Wow - pharmaceutical companies and shrinks would be asking for a bailout if everyone practiced meditation!  

So with all these benefits, why is it so hard for people like me to meditate?  According to this video by Lisa Dawn Angerame, an Advanced Certified Jivamukti Yoga teacher and Senior Certified Baptiste Power Vinyasa Teacher, our current societal mentality of wanting instant gratification makes many of us reluctant to make the commitment that meditation requires.  She explains that mediation is just that - a commitment.  You can't just sit down and expect to "turn off your mind."  Ah, well there's my biggest problem:  we control freaks want instant gratification.  

When you first start trying to meditate, you have to make the commitment to sit for X number of minutes a day, or sit for X number of days a week.  You also have to expect that your mind is going to jump around - it's not just going to sit still like a dog upon your first command.  You have to train it.  According to Lisa Dawn Angerame, "[t]he point of mediation is to have these things happen, acknowledge it, become aware of it, and release it."  

Sounds easier said than done; but, as with anything, you only get better with practice.  MindBodyGreen provides 5 Easy Tips for mediation for beginners
  1. Be comfortable in a quiet place. 
  2. Become present - totally aware of your surroundings. 
  3. Take long, deep breaths and focus on your breath. 
  4. Once you're focused, take note of your body, starting with your toes and working your way up to your head.  
  5. Practice, practice, practice.  
So I guess I need to set aside my need for instant gratification and recognize that mediation, once learned, will provide more gratification than I could ever dream.  But gaining the full benefits of mediation requires maintenance - consistent practice.  It's just like bike maintenance.  You have to learn how to do it, practice it, and do it every day if you want to make sure not to break down.  

So, I guess my little Freudian slip has made me think harder about my desire to do meditation....

Do you meditate?  What do you find to be the benefits?  What tips do you have for a beginning "meditator?"


Jen said...

I had to laugh at your opening. I used to want to be a lawyer. Now I spend great deal of my work cycles doing computer forensics.

I *try* (By try, I mean I intend to, but...)to meditate for a few minutes every day.
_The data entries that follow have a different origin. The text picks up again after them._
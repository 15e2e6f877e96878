//! Merging of adjacent free blocks.
//!
//! A single forward pass from offset 0 to the arena's true end. When two
//! neighbouring blocks are both free the left header absorbs the right
//! block, and the enlarged block is compared against its new neighbour
//! before the scan moves on, so runs of any length collapse into one block.

use crate::arena::Arena;
use crate::header::{Header, HEADER_SIZE};

/// Merge every run of adjacent free blocks. Returns the number of merges.
///
/// A no-op on an uninitialized arena. Running it twice in a row never
/// merges anything the second time.
pub(crate) fn coalesce(arena: &mut Arena) -> usize {
    if !arena.is_initialized() {
        return 0;
    }
    let capacity = arena.capacity();
    let mut merges = 0;
    let mut offset = 0;

    while offset + HEADER_SIZE <= capacity {
        let current = arena.header(offset);
        let next = offset.saturating_add(current.span());
        if next.saturating_add(HEADER_SIZE) > capacity {
            break;
        }
        let right = arena.header(next);
        if !current.occupied() && !right.occupied() && next.saturating_add(right.span()) <= capacity {
            let merged = Header::free(current.size() + right.span());
            arena.set_header(offset, merged);
            log::trace!(
                target: "cairn::heap",
                "merged free blocks at {offset} and {next} into {} bytes",
                merged.size()
            );
            merges += 1;
            continue;
        }
        offset = next;
    }

    merges
}
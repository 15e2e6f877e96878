//! Heap-specific error types.

use std::error::Error;
use std::fmt;

/// Errors returned by heap operations.
///
/// Every variant except [`InvalidSize`](HeapError::InvalidSize) is also
/// delivered to the heap's [`DiagnosticSink`](crate::DiagnosticSink) along
/// with the caller's source location. None of them leave the arena in an
/// inconsistent state; the heap stays usable after any of them.
#[derive(Clone, Copy, Debug, PartialEq, Eq)]
pub enum HeapError {
    /// Requested size was zero or larger than the capacity minus one header.
    InvalidSize {
        /// Number of bytes requested.
        requested: usize,
    },
    /// No free block is large enough for the request.
    OutOfMemory {
        /// Number of bytes requested, rounded up to the 8-byte grain.
        requested: usize,
    },
    /// A release arrived before the arena was ever allocated from.
    UninitializedFree,
    /// The released pointer lies outside the arena's byte range.
    PointerOutOfRange {
        /// The address as the caller supplied it: an arena offset for
        /// [`Ptr`](crate::Ptr) releases, an absolute address for raw ones.
        addr: usize,
    },
    /// The released pointer names a block that is already free.
    DoubleFree {
        /// Payload offset of the free block.
        offset: usize,
    },
    /// The released pointer is inside the arena but not at a payload start.
    MisalignedFree {
        /// The offending arena offset.
        offset: usize,
    },
}

impl HeapError {
    /// Whether this error is reported to the diagnostic sink.
    ///
    /// Invalid sizes are an ordinary null return, not misuse.
    pub fn is_reported(&self) -> bool {
        !matches!(self, Self::InvalidSize { .. })
    }
}

impl fmt::Display for HeapError {
    fn fmt(&self, f: &mut fmt::Formatter<'_>) -> fmt::Result {
        match self {
            Self::InvalidSize { requested } => {
                write!(f, "invalid allocation size: {requested} bytes")
            }
            Self::OutOfMemory { requested } => {
                write!(f, "out of memory: no free block holds {requested} bytes")
            }
            Self::UninitializedFree => {
                write!(f, "free() cannot be called before memory is initialized")
            }
            Self::PointerOutOfRange { addr } => {
                write!(f, "pointer {addr:#x} is outside the memory")
            }
            Self::DoubleFree { offset } => {
                write!(f, "pointer at offset {offset} is already freed")
            }
            Self::MisalignedFree { offset } => {
                write!(
                    f,
                    "pointer at offset {offset} does not point to the beginning of a memory segment"
                )
            }
        }
    }
}

impl Error for HeapError {}

/// Errors detected during [`ArenaConfig::validate()`](crate::ArenaConfig::validate).
#[derive(Clone, Debug, PartialEq, Eq)]
pub enum ConfigError {
    /// Capacity is not a multiple of 8.
    CapacityNotAligned {
        /// The configured capacity.
        capacity: usize,
    },
    /// Capacity cannot hold two headers and one minimum payload.
    CapacityTooSmall {
        /// The configured capacity.
        capacity: usize,
        /// The smallest acceptable capacity.
        minimum: usize,
    },
    /// `min_split_payload` is zero.
    SplitPayloadZero,
    /// `min_split_payload` is not a multiple of 8.
    SplitPayloadNotAligned {
        /// The configured value.
        value: usize,
    },
}

impl fmt::Display for ConfigError {
    fn fmt(&self, f: &mut fmt::Formatter<'_>) -> fmt::Result {
        match self {
            Self::CapacityNotAligned { capacity } => {
                write!(f, "capacity {capacity} is not a multiple of 8")
            }
            Self::CapacityTooSmall { capacity, minimum } => {
                write!(f, "capacity {capacity} is below minimum of {minimum}")
            }
            Self::SplitPayloadZero => write!(f, "min_split_payload must be at least 8"),
            Self::SplitPayloadNotAligned { value } => {
                write!(f, "min_split_payload {value} is not a multiple of 8")
            }
        }
    }
}

impl Error for ConfigError {}

/// A broken arena invariant found by [`Heap::check()`](crate::Heap::check).
#[derive(Clone, Debug, PartialEq, Eq)]
pub enum Corruption {
    /// A header starts too close to the end to fit.
    TruncatedHeader {
        /// Header offset.
        offset: usize,
    },
    /// A block's payload size is not a multiple of 8.
    UnalignedSize {
        /// Header offset.
        offset: usize,
        /// The recorded payload size.
        size: usize,
    },
    /// A block extends past the end of the arena.
    Overrun {
        /// Header offset.
        offset: usize,
        /// Offset one past the block's last byte.
        end: usize,
    },
    /// Two physically adjacent blocks are both free.
    Uncoalesced {
        /// Header offset of the left block.
        left: usize,
        /// Header offset of the right block.
        right: usize,
    },
}

impl fmt::Display for Corruption {
    fn fmt(&self, f: &mut fmt::Formatter<'_>) -> fmt::Result {
        match self {
            Self::TruncatedHeader { offset } => {
                write!(f, "header at {offset} does not fit in the arena")
            }
            Self::UnalignedSize { offset, size } => {
                write!(f, "block at {offset} has unaligned size {size}")
            }
            Self::Overrun { offset, end } => {
                write!(f, "block at {offset} ends at {end}, past the arena")
            }
            Self::Uncoalesced { left, right } => {
                write!(f, "free blocks at {left} and {right} were not merged")
            }
        }
    }
}

impl Error for Corruption {}
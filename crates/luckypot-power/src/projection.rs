//! Power and staking projection
//!
//! Folds point accrual, lock and stake events into per-user ledgers.
//! Balances are authoritative reads from the chain on every event; the
//! credit/debit accumulators are event deltas and only ever grow.

use anyhow::Result;
use async_trait::async_trait;
use std::sync::Arc;

use luckypot::etl::{Envelope, EventContext, Projection, TypeId};
use luckypot_common::chain::ChainReader;
use luckypot_common::{Address, U256};
use luckypot_store::{
    ensure_token, LockRecord, StakeKind, StakeRecord, Store, UserLockStat, UserPower, UserStake,
};

use crate::events::{MinerEvent, PowerEvent};

/// Projects power and miner contract events into the store
pub struct PowerProjection {
    store: Store,
    chain: Arc<dyn ChainReader>,
}
pub mod envelope;
pub mod projection;

pub use envelope::{Envelope, EventContext, TypeId, TypedBody};
pub use projection::{MultiProjection, Projection};
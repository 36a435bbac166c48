//! Projections fold envelopes into the stored snapshot
//!
//! Each projection processes envelopes independently.
//! Projections can filter by TypeId to only process events they're
//! interested in.

use async_trait::async_trait;
use std::sync::Arc;

use super::envelope::{Envelope, TypeId};

/// Projection trait - folds typed envelopes into durable state
///
/// Implementations must stay safe under at-least-once delivery: applying
/// the same envelope twice leaves full-overwrite records unchanged, while
/// delta accumulators are documented as replay-sensitive.
#[async_trait]
pub trait Projection: Send + Sync {
    /// Short name used in logs
    fn name(&self) -> &str;

    /// Type ids this projection wants to see
    ///
    /// An empty Vec means the projection accepts every type.
    fn interested_types(&self) -> Vec<TypeId>;

    /// Apply a single envelope.
    async fn apply(&self, envelope: &Envelope) -> anyhow::Result<()>;
}

/// MultiProjection runs multiple projections in sequence
///
/// Envelopes are delivered strictly one at a time, in feed order, so the
/// writes of one event are visible before the next event is applied.
pub struct MultiProjection {
    projections: Vec<Arc<dyn Projection>>,
}

impl MultiProjection {
    pub fn new(projections: Vec<Arc<dyn Projection>>) -> Self {
        Self { projections }
    }

    /// Apply one envelope to every interested projection, in order.
    ///
    /// A projection failure is logged and skipped: one bad event never
    /// stalls the feed, and the envelope still reaches the remaining
    /// projections.
    pub async fn apply(&self, envelope: &Envelope) -> anyhow::Result<()> {
        for projection in &self.projections {
            let interested = projection.interested_types();
            if !interested.is_empty() && !interested.contains(&envelope.type_id) {
                continue;
            }

            if let Err(e) = projection.apply(envelope).await {
                tracing::error!(
                    target: "luckypot::etl::multi_projection",
                    "Projection '{}' failed on envelope '{}': {}",
                    projection.name(),
                    envelope.id,
                    e
                );
            }
        }

        Ok(())
    }

    /// Apply a batch sequentially, one envelope at a time.
    pub async fn apply_batch(&self, envelopes: &[Envelope]) -> anyhow::Result<()> {
        for envelope in envelopes {
            self.apply(envelope).await?;
        }

        tracing::debug!(
            target: "luckypot::etl::multi_projection",
            "Applied {} envelopes across {} projections",
            envelopes.len(),
            self.projections.len()
        );

        Ok(())
    }
}
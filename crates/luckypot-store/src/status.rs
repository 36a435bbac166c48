//! Pot lifecycle status.
//!
//! The contract stores status as a small integer; the projection keeps a
//! closed enum and persists it as TEXT. Lifecycle: Pending -> Open ->
//! Closed -> Ended, with Cancelled reachable from any non-terminal
//! state. Ended and Cancelled are terminal for the status field.

use rusqlite::types::{FromSql, FromSqlError, FromSqlResult, ToSqlOutput, ValueRef};
use rusqlite::ToSql;
use std::fmt;
use std::str::FromStr;
use thiserror::Error;

#[derive(Debug, Clone, Copy, PartialEq, Eq)]
pub enum PotStatus {
    Pending,
    Open,
    Closed,
    Ended,
    Cancelled,
}

/// A persisted status string that is not one of the five variants.
#[derive(Debug, Error)]
#[error("invalid pot status: {0}")]
pub struct InvalidStatus(pub String);

impl PotStatus {
    /// Decode the contract's raw status integer; unknown values yield None.
    pub fn from_raw(raw: u8) -> Option<Self> {
        match raw {
            0 => Some(Self::Pending),
            1 => Some(Self::Open),
            2 => Some(Self::Closed),
            3 => Some(Self::Ended),
            4 => Some(Self::Cancelled),
            _ => None,
        }
    }

    pub fn as_str(&self) -> &'static str {
        match self {
            Self::Pending => "PENDING",
            Self::Open => "OPEN",
            Self::Closed => "CLOSED",
            Self::Ended => "ENDED",
            Self::Cancelled => "CANCELLED",
        }
    }

    /// No status transition ever leaves a terminal state.
    pub fn is_terminal(&self) -> bool {
        matches!(self, Self::Ended | Self::Cancelled)
    }
}

impl fmt::Display for PotStatus {
    fn fmt(&self, f: &mut fmt::Formatter<'_>) -> fmt::Result {
        f.write_str(self.as_str())
    }
}

impl FromStr for PotStatus {
    type Err = InvalidStatus;

    fn from_str(s: &str) -> Result<Self, Self::Err> {
        match s {
            "PENDING" => Ok(Self::Pending),
            "OPEN" => Ok(Self::Open),
            "CLOSED" => Ok(Self::Closed),
            "ENDED" => Ok(Self::Ended),
            "CANCELLED" => Ok(Self::Cancelled),
            other => Err(InvalidStatus(other.to_string())),
        }
    }
}

impl ToSql for PotStatus {
    fn to_sql(&self) -> rusqlite::Result<ToSqlOutput<'_>> {
        Ok(self.as_str().into())
    }
}

impl FromSql for PotStatus {
    fn column_result(value: ValueRef<'_>) -> FromSqlResult<Self> {
        value
            .as_str()?
            .parse()
            .map_err(|e: InvalidStatus| FromSqlError::Other(Box::new(e)))
    }
}
//! Token registry
//!
//! Caches ERC-20 descriptors in the store so each token address is
//! fetched from the chain at most once.

use anyhow::Result;
use luckypot_common::{chain::ChainReader, Address};

use crate::entities::Token;
use crate::store::Store;

/// Decimals assumed when a token does not report any.
const DEFAULT_DECIMALS: u32 = 18;

/// Resolve a token descriptor, fetching metadata on first sight.
///
/// Returns `None` for the zero address. A cached row is returned as-is
/// without touching the chain. When the metadata calls revert (or the
/// endpoint fails), the descriptor is cached with empty name/symbol and
/// 18 decimals so later events do not retry the fetch.
pub async fn ensure_token(
    store: &Store,
    chain: &dyn ChainReader,
    address: Address,
) -> Result<Option<Token>> {
    if address == Address::zero() {
        return Ok(None);
    }

    if let Some(token) = store.get_token(address)? {
        return Ok(Some(token));
    }

    let metadata = match chain.erc20_metadata(address).await {
        Ok(metadata) => metadata,
        Err(e) => {
            tracing::warn!(
                target: "luckypot_store::registry",
                token = %address,
                error = %e,
                "Failed to fetch token metadata, caching defaults"
            );
            Default::default()
        }
    };

    let token = Token {
        address,
        name: metadata.name.unwrap_or_default(),
        symbol: metadata.symbol.unwrap_or_default(),
        decimals: metadata.decimals.unwrap_or(DEFAULT_DECIMALS),
    };
    store.insert_token(&token)?;
    Ok(Some(token))
}
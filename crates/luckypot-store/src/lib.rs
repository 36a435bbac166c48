//! Projected state storage for the Luckypot indexer
//!
//! All entities produced by the event handlers live in a single SQLite
//! database behind [`Store`]. Rows are keyed by their natural keys so the
//! same event applied twice lands on the same row.

pub mod entities;
pub mod registry;
pub mod status;
pub mod store;

pub use entities::{
    ClaimPrizeRecord, LockRecord, Pot, PotCancelEvent, PotCloseEvent, PotEndEvent, PotParticipant,
    PotSponsor, PotSponsorRecord, PotTicket, StakeKind, StakeRecord, Token, TokenMetadataRecord,
    UserLockStat, UserPower, UserStake, UserStat, UserTokenStat, WIN_PLACES,
};
pub use registry::ensure_token;
pub use status::{InvalidStatus, PotStatus};
pub use store::Store;
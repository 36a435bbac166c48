//! Luckypot - event-to-state projection engine.
//!
//! This library provides the generic pipeline core: typed envelopes
//! carrying decoded chain events, and the projection seam that folds
//! them into a durable snapshot. The domain logic (lottery state
//! machine, power/stake ledgers, token metadata) lives in the member
//! crates and plugs in through the [`etl::Projection`] trait.

pub mod etl;

// Re-export commonly used types for external projection authors
pub use async_trait::async_trait;
pub use tokio;

pub use etl::{Envelope, EventContext, MultiProjection, Projection, TypeId, TypedBody};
I usually fail at this. I used to be much better about it, but with my schedule of late, I've really let it slip. I completely believe in it, but but but. Always with the but. I think I avoid it a lot and for a lot of reasons; however I know I would be better served doing so.

I read a book about moving meditation once, I wish I could recall the name of it. I think running can be like that, allowing you to turn off your constant inner chatter and be present.

Life Through Endurance said...

Thanks, Jen...if you remember the name of that book let me know. I totally agree that running is very meditative. I'm so focused when I run. Now if i could just turn that same focus into making my mind be still!!!